The composer best associated with Vauxhall Gardens was George Frideric Handel, who came to England as the Kapellmeister, or master of music, to King George I. Fashionable and well-connected, many of his pieces were performed in the gardens during the 1730s and 1740s, including the Vauxhall Hornpipe, written especially for the venue. When Handel’s Music for the Royal Fireworks was first rehearsed in the gardens, on the 21st of April 1749, 12,000 Londoners rushed to hear it. This reportedly caused a three hour traffic jam as carriages tried to cross London Bridge to get there; then the only bridge within the city. Events like this were the eighteenth-century equivalent of going to see Beyoncé perform at Wembley; and Handel was the star. So famous was the composer, and so closely linked to the gardens, that the proprietor Jonathan Tyers commissioned a statue of him. This was made by the leading sculptor Louis-François Roubiliac, and erected at Vauxhall in 1738.
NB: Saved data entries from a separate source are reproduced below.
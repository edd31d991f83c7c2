//! Finite-step integration through a centred unsteady expansion fan.
//!
//! Across a left-running fan the Riemann invariant gives `du = -dp / (ρ a)`.
//! The pressure change is split into geometric isentropic sub-steps and the
//! increment is integrated with the trapezoidal rule on `1 / (ρ a)`.

use crate::error::{SolverError, SolverResult};
use gp_core::units::{Pressure, Velocity, mps, pa};
use gp_gas::{GasModel, GasState};
use tracing::debug;

pub const DEFAULT_EXPANSION_STEPS: usize = 1000;

/// Lowest pressure ratio explored when marching towards a velocity target.
const PRESSURE_FLOOR_RATIO: f64 = 1.0e-12;

/// What the expansion stops at.
#[derive(Debug, Clone, Copy, PartialEq)]
pub enum ExpansionTarget {
    Pressure(Pressure),
    Velocity(Velocity),
}

/// Unsteady expansion integrator with a fixed number of sub-steps.
#[derive(Debug, Clone, Copy, PartialEq)]
pub struct UnsteadyExpansionIntegrator {
    steps: usize,
}

impl Default for UnsteadyExpansionIntegrator {
    fn default() -> Self {
        Self {
            steps: DEFAULT_EXPANSION_STEPS,
        }
    }
}

impl UnsteadyExpansionIntegrator {
    pub fn new(steps: usize) -> SolverResult<Self> {
        if steps == 0 {
            return Err(SolverError::InvalidInput {
                what: "unsteady expansion needs at least one step",
            });
        }
        Ok(Self { steps })
    }

    pub fn steps(&self) -> usize {
        self.steps
    }

    /// Expand `start` (which may already be moving) to `target`.
    ///
    /// The returned state carries the accumulated lab-frame velocity.
    pub fn expand(
        &self,
        model: &dyn GasModel,
        start: &GasState,
        target: ExpansionTarget,
    ) -> SolverResult<GasState> {
        match target {
            ExpansionTarget::Pressure(p) => self.expand_to_pressure(model, start, p.value),
            ExpansionTarget::Velocity(u) => self.expand_to_velocity(model, start, u.value),
        }
    }

    fn expand_to_pressure(
        &self,
        model: &dyn GasModel,
        start: &GasState,
        p_target: f64,
    ) -> SolverResult<GasState> {
        if !(p_target.is_finite() && p_target > 0.0) {
            return Err(SolverError::InvalidInput {
                what: "expansion target pressure must be positive and finite",
            });
        }
        let p0 = start.pressure().value;
        let ratio = p_target / p0;
        let mut prev = start.clone();
        let mut u = start.velocity().value;

        for i in 1..=self.steps {
            let p_i = if i == self.steps {
                p_target
            } else {
                p0 * ratio.powf(i as f64 / self.steps as f64)
            };
            let next = model.isentropic_to_pressure(start, pa(p_i))?;
            u += velocity_increment(&prev, &next);
            prev = next;
        }

        debug!(
            p_start = p0,
            p_end = p_target,
            u_start = start.velocity().value,
            u_end = u,
            steps = self.steps,
            "unsteady expansion to pressure"
        );
        Ok(prev.with_velocity(mps(u)))
    }

    fn expand_to_velocity(
        &self,
        model: &dyn GasModel,
        start: &GasState,
        u_target: f64,
    ) -> SolverResult<GasState> {
        let u_start = start.velocity().value;
        if !u_target.is_finite() {
            return Err(SolverError::InvalidInput {
                what: "expansion target velocity must be finite",
            });
        }
        if u_target < u_start {
            return Err(SolverError::InvalidInput {
                what: "expansion cannot decelerate the flow",
            });
        }
        if u_target == u_start {
            return Ok(start.clone());
        }

        let p0 = start.pressure().value;
        let mut prev = start.clone();
        let mut u_prev = u_start;

        for i in 1..=self.steps {
            let p_i = p0 * PRESSURE_FLOOR_RATIO.powf(i as f64 / self.steps as f64);
            let next = model.isentropic_to_pressure(start, pa(p_i))?;
            let u_next = u_prev + velocity_increment(&prev, &next);
            if u_next >= u_target {
                // Interpolate the crossing in log-pressure.
                let frac = (u_target - u_prev) / (u_next - u_prev);
                let ln_p = prev.pressure().value.ln()
                    + frac * (next.pressure().value.ln() - prev.pressure().value.ln());
                let crossed = model.isentropic_to_pressure(start, pa(ln_p.exp()))?;
                debug!(
                    p_start = p0,
                    p_end = ln_p.exp(),
                    u_end = u_target,
                    step = i,
                    "unsteady expansion to velocity"
                );
                return Ok(crossed.with_velocity(mps(u_target)));
            }
            prev = next;
            u_prev = u_next;
        }

        Err(SolverError::ConvergenceFailed {
            what: format!(
                "target velocity {u_target} m/s not reached before pressure floor (reached {u_prev} m/s)"
            ),
            iterations: self.steps,
        })
    }
}

/// Trapezoidal `-dp / (ρ a)` between two states on the same isentrope.
fn velocity_increment(from: &GasState, to: &GasState) -> f64 {
    let dp = to.pressure().value - from.pressure().value;
    let inv_from = 1.0 / (from.density().value * from.sound_speed().value);
    let inv_to = 1.0 / (to.density().value * to.sound_speed().value);
    -dp * 0.5 * (inv_from + inv_to)
}

#[cfg(test)]
mod tests {
    use super::*;
    use gp_core::units::k;
    use gp_gas::{Gas, PerfectGasModel, Species};

    fn closed_form(start: &GasState, p: f64) -> f64 {
        let g = start.gamma();
        start.velocity().value
            + 2.0 * start.sound_speed().value / (g - 1.0)
                * (1.0 - (p / start.pressure().value).powf((g - 1.0) / (2.0 * g)))
    }

    #[test]
    fn zero_steps_rejected() {
        assert!(UnsteadyExpansionIntegrator::new(0).is_err());
    }

    #[test]
    fn matches_closed_form_from_rest() {
        let model = PerfectGasModel;
        let start = model
            .state_from_pt(pa(1.0e6), k(300.0), &Gas::pure(Species::He))
            .unwrap();
        let out = UnsteadyExpansionIntegrator::default()
            .expand(&model, &start, ExpansionTarget::Pressure(pa(1.0e4)))
            .unwrap();
        let exact = closed_form(&start, 1.0e4);
        assert!((out.velocity().value - exact).abs() / exact < 1e-5);
        assert!((out.pressure().value - 1.0e4).abs() < 1e-6);
    }

    #[test]
    fn velocity_target_recovers_pressure() {
        let model = PerfectGasModel;
        let start = model
            .state_from_pt(pa(5.0e5), k(300.0), &Gas::pure(Species::Air))
            .unwrap();
        let integrator = UnsteadyExpansionIntegrator::default();
        let by_pressure = integrator
            .expand(&model, &start, ExpansionTarget::Pressure(pa(1.0e3)))
            .unwrap();
        let by_velocity = integrator
            .expand(&model, &start, ExpansionTarget::Velocity(by_pressure.velocity()))
            .unwrap();
        let rel = (by_velocity.pressure().value - 1.0e3).abs() / 1.0e3;
        assert!(rel < 1e-3, "relative pressure error {rel}");
        assert_eq!(by_velocity.velocity(), by_pressure.velocity());
    }

    #[test]
    fn unreachable_velocity_fails() {
        let model = PerfectGasModel;
        let start = model
            .state_from_pt(pa(1.0e5), k(300.0), &Gas::pure(Species::Air))
            .unwrap();
        // Escape speed 2a/(γ-1) is about 1736 m/s.
        let err = UnsteadyExpansionIntegrator::new(200)
            .unwrap()
            .expand(&model, &start, ExpansionTarget::Velocity(mps(5000.0)))
            .unwrap_err();
        assert!(err.is_convergence());
    }

    #[test]
    fn deceleration_rejected() {
        let model = PerfectGasModel;
        let start = model
            .state_from_pt(pa(1.0e5), k(300.0), &Gas::pure(Species::Air))
            .unwrap()
            .with_velocity(mps(100.0));
        assert!(
            UnsteadyExpansionIntegrator::default()
                .expand(&model, &start, ExpansionTarget::Velocity(mps(50.0)))
                .is_err()
        );
    }
}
Ranelagh also had its share of celebrity musicians. In 1764, the star of a charitable benefit concert was the eight-year-old Wolfgang Amadeus Mozart, who performed his own compositions on the harpsichord and piano. Londoners went into raptures at his youth and skill, and one newspaper described him as ‘the celebrated and astonishing Master Mozart, […] justly esteemed the most extraordinary Prodigy, and most amazing Genius, that has appeared in any Age.’ If Handel was an eighteenth-century rock star, seeing the young Mozart at Ranelagh might be the equivalent to being at an early Beatles gig.

Both gardens had dedicated buildings for musical performances. Ranelagh, which opened in 1741, was dominated by a vast rotunda, 120 feet wide and built in the fashionable rococo style. It had a concert space at its centre and private boxes, lounges and gaming rooms around the perimeter. Vauxhall, its older rival, originally had an octagonal orchestra stand, with the performers on a high platform so that all could see and hear them. Built in a classical style, it may have been the first structure in Britain purpose-built for musical performance. Not to be outdone by Ranelagh, Tyers built a rotunda in Vauxhall for wet-weather concerts, which opened in 1748.

By the 1790s, the clientele of the pleasure gardens was changing, and so were their demands. When management of Vauxhall passed out of the Tyers’ direct control, the new proprietor introduced a variety of entertainments, such as hot air balloon demonstrations and – after 1816 - acrobatics. These were undoubtedly popular, but seen as downmarket novelties rather than high culture. The music changed accordingly, with precedence given to popular ballads and country dances. Vauxhall and its rival pleasure gardens were still places to hear music but, in the final decades of their existence, no longer the innovative venues they had once been.